Expanding Your Vocal Horizons
Learning how to sing is an extremely beneficial and exciting experience, but a lot of it can be very technical and boring. You’re tired of singing scale after scale, note after note, weird siren after weird siren. When you’ve become proficient in the fundamentals, what’s left to learn? Last month, we talked about expanding your piano playing into different genres and styles once you’ve mastered the basics. This month, we’re diving into the world of singing and discussing the different styles of singing and the benefits of learning how to adapt to various genres.
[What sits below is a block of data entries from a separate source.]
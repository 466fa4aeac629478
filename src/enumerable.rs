use crate::cursor::Cursor;
use crate::cursors::{KeyCursor, SliceCursor};
use crate::mapping::Mapping;
use std::collections::{BTreeMap, HashMap, btree_map, hash_map};

/// Producer of traversal cursors
///
/// Like `IntoIterator`, `cursor` consumes the enumerable handle. Ordinary
/// containers implement this for shared references, so requesting a cursor
/// never mutates them and any number of independent cursors can coexist.
/// Self-cursoring resources implement it for `&mut Self` and return the same
/// handle.
pub trait Enumerable {
    /// The type of elements the produced cursor yields
    type Element;

    /// Cursor produced by this enumerable
    type Cursor: Cursor<Element = Self::Element>;

    /// Produce a cursor positioned before the first element
    fn cursor(self) -> Result<Self::Cursor, <Self::Cursor as Cursor>::Error>;
}

/// Convenience function to request a cursor from any enumerable
pub fn get_cursor<E: Enumerable>(
    enumerable: E,
) -> Result<E::Cursor, <E::Cursor as Cursor>::Error> {
    enumerable.cursor()
}

impl<'data, T> Enumerable for &'data [T] {
    type Element = &'data T;
    type Cursor = SliceCursor<'data, T>;

    fn cursor(self) -> Result<Self::Cursor, <Self::Cursor as Cursor>::Error> {
        Ok(SliceCursor::new(self))
    }
}

impl<'data, T, const N: usize> Enumerable for &'data [T; N] {
    type Element = &'data T;
    type Cursor = SliceCursor<'data, T>;

    fn cursor(self) -> Result<Self::Cursor, <Self::Cursor as Cursor>::Error> {
        Ok(SliceCursor::new(self.as_slice()))
    }
}

impl<'data, T> Enumerable for &'data Vec<T> {
    type Element = &'data T;
    type Cursor = SliceCursor<'data, T>;

    fn cursor(self) -> Result<Self::Cursor, <Self::Cursor as Cursor>::Error> {
        Ok(SliceCursor::new(self.as_slice()))
    }
}

/// Enumerating a mapping yields its keys in insertion order.
impl<'m, K, V> Enumerable for &'m Mapping<K, V> {
    type Element = &'m K;
    type Cursor = KeyCursor<std::slice::Iter<'m, K>>;

    fn cursor(self) -> Result<Self::Cursor, <Self::Cursor as Cursor>::Error> {
        Ok(self.keys())
    }
}

/// Keys come out in key order.
impl<'m, K, V> Enumerable for &'m BTreeMap<K, V> {
    type Element = &'m K;
    type Cursor = KeyCursor<btree_map::Keys<'m, K, V>>;

    fn cursor(self) -> Result<Self::Cursor, <Self::Cursor as Cursor>::Error> {
        Ok(KeyCursor::new(self.keys()))
    }
}

/// Keys come out in the map's own iteration order, which cannot change while
/// the cursor borrows the map.
impl<'m, K, V, S> Enumerable for &'m HashMap<K, V, S> {
    type Element = &'m K;
    type Cursor = KeyCursor<hash_map::Keys<'m, K, V>>;

    fn cursor(self) -> Result<Self::Cursor, <Self::Cursor as Cursor>::Error> {
        Ok(KeyCursor::new(self.keys()))
    }
}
With shows like American Idol, The Voice, America’s Got Talent, and so many other televised singing competitions being as popular as they are, singers are having to perform so many different genres at the drop of a hat. How do you figure out how to sing all these genres, or do you just sing them? First, you need to have a basic understanding of your voice and what your limitations are. You shouldn’t expect to sing everything the same as the original artist, your voice is unique and so it’s going to sound unique. Second, you need to know how to control your voice and understand the differences between styles. The third and final thing you need to know is different songs in different genres!
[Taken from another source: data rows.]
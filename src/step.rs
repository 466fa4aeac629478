/// Outcome of a single `advance` on a cursor
///
/// `EndOfSequence` is the normal termination signal of a traversal, not a
/// failure. Failures travel separately in the `Err` side of the cursor's
/// `Result`.
#[derive(Debug, Copy, Clone, PartialEq, Eq, Hash)]
pub enum Step<T> {
    /// The next element in the sequence
    Item(T),
    /// No elements remain
    EndOfSequence,
}

impl<T> Step<T> {
    pub fn is_item(&self) -> bool {
        matches!(self, Step::Item(_))
    }

    pub fn is_end(&self) -> bool {
        matches!(self, Step::EndOfSequence)
    }

    /// Convert into an `Option`, mapping `EndOfSequence` to `None`
    pub fn into_option(self) -> Option<T> {
        match self {
            Step::Item(value) => Some(value),
            Step::EndOfSequence => None,
        }
    }

    pub fn map<U, F>(self, f: F) -> Step<U>
    where
        F: FnOnce(T) -> U,
    {
        match self {
            Step::Item(value) => Step::Item(f(value)),
            Step::EndOfSequence => Step::EndOfSequence,
        }
    }

    pub fn as_ref(&self) -> Step<&T> {
        match self {
            Step::Item(value) => Step::Item(value),
            Step::EndOfSequence => Step::EndOfSequence,
        }
    }
}

impl<T> From<Option<T>> for Step<T> {
    fn from(value: Option<T>) -> Self {
        match value {
            Some(value) => Step::Item(value),
            None => Step::EndOfSequence,
        }
    }
}

impl<T> From<Step<T>> for Option<T> {
    fn from(step: Step<T>) -> Self {
        step.into_option()
    }
}

#[cfg(test)]
mod tests {
    use super::*;

    #[test]
    fn test_option_conversion() {
        assert_eq!(Step::from(Some(3)), Step::Item(3));
        assert_eq!(Step::<u8>::from(None), Step::EndOfSequence);
        assert_eq!(Step::Item("a").into_option(), Some("a"));
        assert_eq!(Option::<u8>::from(Step::EndOfSequence), None);
    }

    #[test]
    fn test_predicates() {
        assert!(Step::Item(1).is_item());
        assert!(!Step::Item(1).is_end());
        assert!(Step::<i32>::EndOfSequence.is_end());
    }

    #[test]
    fn test_map_leaves_end_untouched() {
        assert_eq!(Step::Item(2).map(|v| v * 10), Step::Item(20));
        assert_eq!(Step::<i32>::EndOfSequence.map(|v| v * 10), Step::EndOfSequence);
    }
}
- Know your limitations: if your head voice isn’t mature yet, don’t try to make yourself sound exactly like Katy Perry. Let your voice ease into different notes. If you can’t make your runs clean at the rate of Ellie Goulding, slow yourself down and practice it note-by-note. You’re not going to be proficient in a new style automatically; it takes time to learn new ways of controlling your voice.
- Controlling your voice in different styles: Pop singing has a more focused sound and brighter vowels with less vibrato, whereas classical singing is very open with lots of vibrato. Folk singing utilizes a softer head voice and more harmony, while rock singing has a strong mixed voice with some rasp. There are slight differences between every genre, but the fundamentals stay the same. Playing around with your voice (and avoiding strain) is a great way to ease into singing different styles better.
- Listen to different genres!!
- Musical Theater – listen to songs from Wicked or Les Miserables to get started!
- Jazz – listen to “Fever” by Peggy Lee or “Fly Me To The Moon” by Frank Sinatra to get started!
- Pop – listen to “Blank Space” by Taylor Swift or “Suit and Tie” by Justin Timberlake to get started!
- Rock – listen to “Come As You Are” by Nirvana or “Brick by Boring Brick” by Paramore to get started!
- Classical – listen to songs sung by Pavarotti or Renee Fleming to get started!
- Folk – listen to “Country Roads” by John Denver or “Miles” by Peter, Paul and Mary to get started!
- Indie – listen to “New Slang” by The Shins or “Skinny Love” by Bon Iver to get started!
- Gospel – listen to anything by The Brooklyn Tabernacle Choir or listen to Mandisa to get started!
- Country – listen to “Something in the Water” by Carrie Underwood or “Homegrown” by Zac Brown Band
- Don’t forget about international music, too!
Not only does listening and singing different genres help you become a better, more well-rounded singer, but it also opens you up to a whole new world of music that you could potentially fall in love with!